For the small percentage of the public who happened to see this independently made film - the astonishing first few moments would have shocked them out of their seats. Near naked furies rise from a murdered woman's blood and with breaking glass and maniacal laughter show the sordidness of tawdry affairs. Lee Gentry (Claude Rains) is a brilliant but cynical attorney who claims there would be no-one in prison if there were more attorneys like him to defend them. In his private life he is not so brilliant as he is completely besotted with icy but socially prominent Katie (Whitney Bourne) and far above (in his opinion) Carmen Brown (Margo), his current inamorata, who is clingy but passionate and loving.

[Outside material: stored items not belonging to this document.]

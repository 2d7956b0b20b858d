//! Report and screenshot artifacts left behind by the engine

use std::path::{Path, PathBuf};

use tracing::debug;
use walkdir::WalkDir;

use crate::config::EngineConfig;

/// What a finished run left on disk
#[derive(Debug, Clone, PartialEq, Eq)]
pub struct ArtifactSummary {
    pub report_path: PathBuf,
    pub report_exists: bool,
    pub artifacts_dir: PathBuf,
    pub screenshots: usize,
}

impl ArtifactSummary {
    pub fn collect(engine: &EngineConfig) -> Self {
        let screenshots = count_screenshots(&engine.artifacts_dir);
        debug!(
            "Found {} screenshot(s) under {}",
            screenshots,
            engine.artifacts_dir.display()
        );

        Self {
            report_path: engine.report_path.clone(),
            report_exists: engine.report_path.is_file(),
            artifacts_dir: engine.artifacts_dir.clone(),
            screenshots,
        }
    }
}

/// Count PNG files anywhere below `dir`
fn count_screenshots(dir: &Path) -> usize {
    WalkDir::new(dir)
        .into_iter()
        .filter_map(|e| e.ok())
        .filter(|e| e.file_type().is_file())
        .filter(|e| {
            e.path()
                .extension()
                .map(|ext| ext.eq_ignore_ascii_case("png"))
                .unwrap_or(false)
        })
        .count()
}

Lee thinks he knows all the angles involving criminal law which comes in handy when he accidentally kills Carmen - or does he??? Goaded on by his alter ego the all too human Lee, while setting up a certain Mr. White (Stanley Ridges, who was also excellent in "Black Friday" (1940)) to take a fall, accidentally drops a telegram on his way to Carmen's apartment, then bumps into a woman he wishes to avoid in the middle of setting up his alibi.

All too soon it is over, as dazzling as it began. Claude Rains, seen for the first time by movie goes (he was only heard in "The Invisible Man") scored brilliantly in the lead and Margo, in her screen debut was appropriately warm and passionate as Carmen.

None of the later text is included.